» WHAT IS BEING ASKED:
Begin at the line bearing "and bottom walls". Transcribe it and all subsequent lines of the material below exactly, and nothing more.
= = = =
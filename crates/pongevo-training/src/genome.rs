//! Genome handles shared between the engine and the evaluator.
//!
//! The evaluator never looks inside a genome. It only needs to turn one into a
//! [`Controller`] ([`Genome`]) and to add to its fitness ([`Member`]).

use pongevo_controller::{
    controller::{Controller, NetworkController},
    network::{FeedForwardNetwork, NetworkError},
};
use serde::{Deserialize, Serialize};

/// Identifier assigned by the engine; never reused within a run.
#[derive(
    Debug, Clone, Copy, PartialEq, Eq, PartialOrd, Ord, Hash, Serialize, Deserialize, derive_more::Display,
)]
#[display("#{_0}")]
#[serde(transparent)]
pub struct GenomeId(u64);

impl GenomeId {
    #[must_use]
    pub const fn new(value: u64) -> Self {
        Self(value)
    }

    #[must_use]
    pub const fn value(self) -> u64 {
        self.0
    }
}

/// Something that can play a match.
pub trait Genome {
    type Controller: Controller;

    fn controller(&self) -> Result<Self::Controller, NetworkError>;
}

impl Genome for FeedForwardNetwork {
    type Controller = NetworkController;

    fn controller(&self) -> Result<Self::Controller, NetworkError> {
        NetworkController::new(self.clone())
    }
}

/// One individual of the population with its fitness for the current
/// generation.
///
/// `fitness` is `None` until the member has been evaluated.
#[derive(Debug, Clone, PartialEq, Serialize, Deserialize)]
pub struct Member<G> {
    id: GenomeId,
    genome: G,
    fitness: Option<f64>,
}

impl<G> Member<G> {
    #[must_use]
    pub fn new(id: GenomeId, genome: G) -> Self {
        Self {
            id,
            genome,
            fitness: None,
        }
    }

    #[must_use]
    pub fn id(&self) -> GenomeId {
        self.id
    }

    #[must_use]
    pub fn genome(&self) -> &G {
        &self.genome
    }

    #[must_use]
    pub fn fitness(&self) -> Option<f64> {
        self.fitness
    }

    /// Fitness for ranking; unevaluated members rank below everything.
    #[must_use]
    pub fn rank_key(&self) -> f64 {
        self.fitness.unwrap_or(f64::NEG_INFINITY)
    }

    /// Starts a new generation's accumulation at zero.
    pub fn reset_fitness(&mut self) {
        self.fitness = Some(0.0);
    }

    pub fn add_fitness(&mut self, delta: f64) {
        self.fitness = Some(self.fitness.unwrap_or(0.0) + delta);
    }

    pub(crate) fn clear_fitness(&mut self) {
        self.fitness = None;
    }
}

#[cfg(test)]
mod tests {
    use super::*;

    #[test]
    fn test_fitness_accumulates_from_reset() {
        let mut member = Member::new(GenomeId::new(3), ());
        assert_eq!(member.fitness(), None);
        assert_eq!(member.rank_key(), f64::NEG_INFINITY);

        member.add_fitness(1.5);
        member.add_fitness(-0.5);
        assert_eq!(member.fitness(), Some(1.0));

        member.reset_fitness();
        assert_eq!(member.fitness(), Some(0.0));
        assert_eq!(member.id().to_string(), "#3");
    }
}
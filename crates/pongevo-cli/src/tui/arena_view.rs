use pongevo_engine::{Game, Side};
use rand::{Rng, seq::IndexedRandom as _};
use ratatui::{
    buffer::Buffer,
    layout::Rect,
    style::{Color, Style},
    symbols::Marker,
    text::Line,
    widgets::{
        Block, Widget,
        canvas::{Canvas, Circle, Line as Stroke, Rectangle},
    },
};

const PADDLE_COLORS: [Color; 8] = [
    Color::Red,
    Color::Green,
    Color::Yellow,
    Color::Blue,
    Color::Magenta,
    Color::Cyan,
    Color::LightRed,
    Color::LightGreen,
];

#[derive(Debug, Clone, Copy, PartialEq, Eq)]
pub struct Palette {
    pub left: Color,
    pub right: Color,
    pub ball: Color,
    pub border: Color,
}

impl Default for Palette {
    fn default() -> Self {
        Self {
            left: Color::White,
            right: Color::White,
            ball: Color::White,
            border: Color::White,
        }
    }
}

impl Palette {
    /// Random paddle colors. Purely cosmetic.
    pub fn random<R>(rng: &mut R) -> Self
    where
        R: Rng + ?Sized,
    {
        Self {
            left: PADDLE_COLORS.choose(rng).copied().unwrap_or(Color::White),
            right: PADDLE_COLORS.choose(rng).copied().unwrap_or(Color::White),
            ..Self::default()
        }
    }

    pub fn paddle(&self, side: Side) -> Color {
        match side {
            Side::Left => self.left,
            Side::Right => self.right,
        }
    }

    #[must_use]
    pub fn border(self, border: Color) -> Self {
        Self { border, ..self }
    }
}

/// Draws the arena of a [`Game`] with scores, hit counters and elapsed time.
///
/// Engine coordinates grow downwards; the canvas grows upwards, so every `y`
/// is flipped against the arena height.
#[derive(Debug)]
pub struct ArenaView<'a> {
    game: &'a Game,
    palette: Palette,
    caption: Option<&'a str>,
    status: Option<&'a str>,
}

impl<'a> ArenaView<'a> {
    pub fn new(game: &'a Game, palette: Palette) -> Self {
        Self {
            game,
            palette,
            caption: None,
            status: None,
        }
    }

    pub fn caption(self, caption: &'a str) -> Self {
        Self {
            caption: Some(caption),
            ..self
        }
    }

    pub fn status(self, status: &'a str) -> Self {
        Self {
            status: Some(status),
            ..self
        }
    }

    fn score_line(&self) -> Line<'static> {
        let state = self.game.state();
        let sides = Side::ALL.map(|side| {
            format!(
                "{side} {} (hits {})",
                state.score(side),
                state.hits(side)
            )
        });
        Line::from(format!(
            " {}  |  {}  |  {:.1}s ",
            sides[0],
            sides[1],
            self.game.elapsed().as_secs_f64()
        ))
        .centered()
    }
}

impl Widget for ArenaView<'_> {
    fn render(self, area: Rect, buf: &mut Buffer)
    where
        Self: Sized,
    {
        Widget::render(&self, area, buf);
    }
}

impl Widget for &ArenaView<'_> {
    fn render(self, area: Rect, buf: &mut Buffer)
    where
        Self: Sized,
    {
        let game = self.game;
        let palette = self.palette;
        let arena = game.arena();
        let width = f64::from(arena.width);
        let height = f64::from(arena.height);

        let mut block = Block::bordered()
            .border_style(Style::default().fg(palette.border))
            .title_bottom(self.score_line());
        if let Some(caption) = self.caption {
            block = block.title(Line::from(format!(" {caption} ")).centered());
        }
        if let Some(status) = self.status {
            block = block.title(Line::from(format!(" {status} ")).right_aligned());
        }

        Canvas::default()
            .block(block)
            .marker(Marker::Braille)
            .x_bounds([0.0, width])
            .y_bounds([0.0, height])
            .paint(|ctx| {
                ctx.draw(&Stroke {
                    x1: width / 2.0,
                    y1: 0.0,
                    x2: width / 2.0,
                    y2: height,
                    color: Color::DarkGray,
                });
                for side in Side::ALL {
                    let paddle = game.paddle(side);
                    let paddle_height = f64::from(paddle.height());
                    ctx.draw(&Rectangle {
                        x: f64::from(paddle.x()),
                        y: height - f64::from(paddle.y()) - paddle_height,
                        width: f64::from(paddle.width()),
                        height: paddle_height,
                        color: palette.paddle(side),
                    });
                }
                let ball = game.ball();
                ctx.draw(&Circle {
                    x: f64::from(ball.x()),
                    y: height - f64::from(ball.y()),
                    radius: f64::from(ball.radius()),
                    color: palette.ball,
                });
            })
            .render(area, buf);
    }
}
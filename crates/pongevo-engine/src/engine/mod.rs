//! Match logic built on top of [`core`](crate::core).
//!
//! - [`Game`] - Two paddles, one ball, scores and hit counters
//! - [`MatchState`] - Scores, hit counters and tick count of a match
//! - [`StepReport`] - Result of advancing a [`Game`] by one tick
//! - [`ServeSeed`] - Seed for the serve-angle RNG
//!
//! # Tick Order
//!
//! Every call to [`Game::step`] performs the following in order:
//!
//! 1. Advance the ball by its velocity
//! 2. Apply both sides' paddle actions (out-of-range moves are rejected)
//! 3. Reflect the ball off the top and bottom walls
//! 4. Resolve paddle contact: a ball whose leading edge crossed a paddle face
//!    this tick while its center lies within the paddle's vertical extent is a
//!    hit for that side
//! 5. Score a point for the opposing side when the ball center has left the
//!    arena, then re-serve towards the side that won the point

pub use self::{game::*, match_state::*, serve::*};

mod game;
mod match_state;
mod serve;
= = = =
» ANSWER TO THIS PROBLEM:
//! 3. Reflect the ball off the top and bottom walls
//! 4. Resolve paddle contact: a ball whose leading edge crossed a paddle face
//!    this tick while its center lies within the paddle's vertical extent is a
//!    hit for that side
//! 5. Score a point for the opposing side when the ball center has left the
//!    arena, then re-serve towards the side that won the point

pub use self::{game::*, match_state::*, serve::*};

mod game;
mod match_state;
mod serve;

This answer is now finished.